What is a Black Hole?

the post:

"what is black hole?"

Some posts are clearly not from adults informed about basic cosmology. This simple post implies no understanding to support even a specific question.

my comment to that post:


The most common use for a black hole is an X-ray source with no visible object.
Nearly every galaxy has an X-ray source but nearly all galactic cores are congested with dust, gas, and numerous stars so the source is usually obscured. M87 had an image in radio.
In this case a black hole with an extremely hot accretion disk is proposed.

There is one verified mechanism for generating X-rays: a synchrotron.

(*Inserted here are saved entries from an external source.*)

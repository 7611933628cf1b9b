//! Sorting family: bubble, merge and quick sort.

mod bubble;
mod merge;
mod quick;

pub use bubble::BubbleSort;
pub use merge::MergeSort;
pub use quick::QuickSort;

use crate::algorithms::AlgorithmKind;
use crate::analysis::stability_violations;
use crate::collection::{Collection, RankedItem, SortDirection};
use crate::error::Result;
use crate::step::{Outcome, Step, StepKind, StepTrace, TraceRecorder};

/// Closed family of sorts.
#[derive(Debug, Clone, Copy, PartialEq, Eq)]
pub enum SortAlgorithm {
    /// Bubble sort.
    Bubble(BubbleSort),
    /// Merge sort.
    Merge(MergeSort),
    /// Quick sort.
    Quick(QuickSort),
}

impl SortAlgorithm {
    /// Algorithm tag.
    #[must_use]
    pub fn kind(&self) -> AlgorithmKind {
        match self {
            Self::Bubble(_) => AlgorithmKind::Bubble,
            Self::Merge(_) => AlgorithmKind::Merge,
            Self::Quick(_) => AlgorithmKind::Quick,
        }
    }

    /// Direction the sort orders by.
    #[must_use]
    pub fn direction(&self) -> SortDirection {
        match self {
            Self::Bubble(sort) => sort.direction(),
            Self::Merge(sort) => sort.direction(),
            Self::Quick(sort) => sort.direction(),
        }
    }

    /// Sorts a copy of `collection`, recording every step.
    pub fn run(&self, collection: &Collection) -> Result<StepTrace> {
        match self {
            Self::Bubble(sort) => sort.run(collection),
            Self::Merge(sort) => sort.run(collection),
            Self::Quick(sort) => sort.run(collection),
        }
    }
}

/// Emits the closing COMPLETE step.
fn push_complete(recorder: &mut TraceRecorder, working: &[RankedItem]) {
    let description = format!(
        "Sorting complete: {} comparisons, {} swaps",
        recorder.comparisons(),
        recorder.swaps()
    );
    recorder.push(Step::new(StepKind::Complete, working).describe(description));
}

/// Builds the trace, checking the output for stability violations.
fn finish(
    recorder: TraceRecorder,
    input: &[RankedItem],
    output: &[RankedItem],
    direction: SortDirection,
) -> StepTrace {
    let violations = stability_violations(input, output);
    if !violations.is_empty() {
        tracing::debug!(target: "sortviz::trace", groups = violations.len(), "stability violated");
    }
    recorder.finish(Outcome::Sorted {
        direction,
        stability_violations: violations,
    })
}


#[cfg(test)]
mod proptests {
    use super::*;
    use crate::algorithms::{PartitionScheme, PivotStrategy};
    use proptest::prelude::*;

    fn all_sorts(direction: SortDirection, seed: u64) -> Vec<SortAlgorithm> {
        let mut sorts = vec![
            SortAlgorithm::Bubble(BubbleSort::new(direction)),
            SortAlgorithm::Merge(MergeSort::new(direction)),
        ];
        for pivot in [
            PivotStrategy::First,
            PivotStrategy::Last,
            PivotStrategy::MedianOfThree,
            PivotStrategy::Random,
        ] {
            for partition in [PartitionScheme::TwoWay, PartitionScheme::ThreeWay] {
                sorts.push(SortAlgorithm::Quick(
                    QuickSort::new(direction)
                        .with_pivot(pivot)
                        .with_partition(partition)
                        .with_seed(seed),
                ));
            }
        }
        sorts
    }

    proptest! {
        #![proptest_config(ProptestConfig::with_cases(200))]

        /// Final ranks equal the sorted input multiset.
        #[test]
        fn prop_final_is_sorted_permutation(
            ranks in prop::collection::vec(-5i64..5, 1..30),
            descending in any::<bool>(),
            seed in any::<u64>()
        ) {
            let direction = if descending {
                SortDirection::Descending
            } else {
                SortDirection::Ascending
            };
            let collection = Collection::from_ranks(&ranks).unwrap();
            let mut expected = ranks.clone();
            expected.sort_unstable();
            if descending {
                expected.reverse();
            }
            for sort in all_sorts(direction, seed) {
                let trace = sort.run(&collection).unwrap();
                let got: Vec<i64> = trace.final_snapshot().iter().map(RankedItem::rank).collect();
                prop_assert_eq!(&got, &expected);
                prop_assert_eq!(trace.initial(), collection.items());
            }
        }

        /// Bubble and merge sort never produce stability violations.
        #[test]
        fn prop_stable_sorts_have_no_violations(
            ranks in prop::collection::vec(0i64..4, 1..40),
            descending in any::<bool>()
        ) {
            let direction = if descending {
                SortDirection::Descending
            } else {
                SortDirection::Ascending
            };
            let collection = Collection::from_ranks(&ranks).unwrap();
            for sort in [
                SortAlgorithm::Bubble(BubbleSort::new(direction)),
                SortAlgorithm::Merge(MergeSort::new(direction)),
            ] {
                let trace = sort.run(&collection).unwrap();
                prop_assert!(trace.stability_violations().is_empty());
            }
        }

        /// Traces are deterministic for a fixed configuration.
        #[test]
        fn prop_runs_are_deterministic(
            ranks in prop::collection::vec(-10i64..10, 1..25),
            seed in any::<u64>()
        ) {
            let collection = Collection::from_ranks(&ranks).unwrap();
            for sort in all_sorts(SortDirection::Ascending, seed) {
                let a = sort.run(&collection).unwrap();
                let b = sort.run(&collection).unwrap();
                prop_assert_eq!(a.steps(), b.steps());
            }
        }
    }
}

Excerpt from the  European Synchrotron Radiation Facility site:
'
Synchrotron radiation was seen for the first time at General Electric in the United States in 1947 in a different type of particle accelerator (synchrotron). It was first considered a nuisance because it caused the particles to lose energy, but it was then recognised in the 1960s as light with exceptional properties that overcame the shortcomings of X-ray tubes.

In the mid- to late 1970s, scientists began to discuss ideas for using synchrotrons to produce extremely bright X-rays.

The entire world of synchrotron science depends on one physical phenomenon: When a moving electron changes direction, it emits energy. When the electron is moving fast enough, the emitted energy is at X-ray wavelength.
'

This simply defined mechanism for X-rays has been known for roughly 50 years.
Doctors and hospitals have X-ray machines (no black hole).

Modern cosmology ignores this known physics and instead proposes a new mechanism never duplicated.

The theory is a black hole (an unverified theory of a curved coordinate system applying to the cosmos) can cause a surrounding disk of material moving with friction to heat to such an extreme temperature that its thermal radiation extends to X-ray wavelengths.
This mechanism has never been duplicated.

from a post at the University of Cambridge Institute of Astronomy, about thermal emission:

To be hot enough for the peak of emission to be in the X-ray range the material would have a temperature of around 300,000-300,000,000K.
(excerpt end)


This is absolutely unbelievable for material in an accretion disk (not fully compressed but loose enough so friction alone causes this heat) to reach this extreme temperature and remain intact.

Every X-ray source in the universe is synchrotron radiation, never thermal radiation from a hot accretion disk.

Every galaxy has at its core an electric current bending in a magnetic field.

M87 has a plasmoid at its core. A plasmoid has a torus shape for its electric current bound by its magnetic field.  Plasmoids were discovered and named by Bostwick in the 1950's.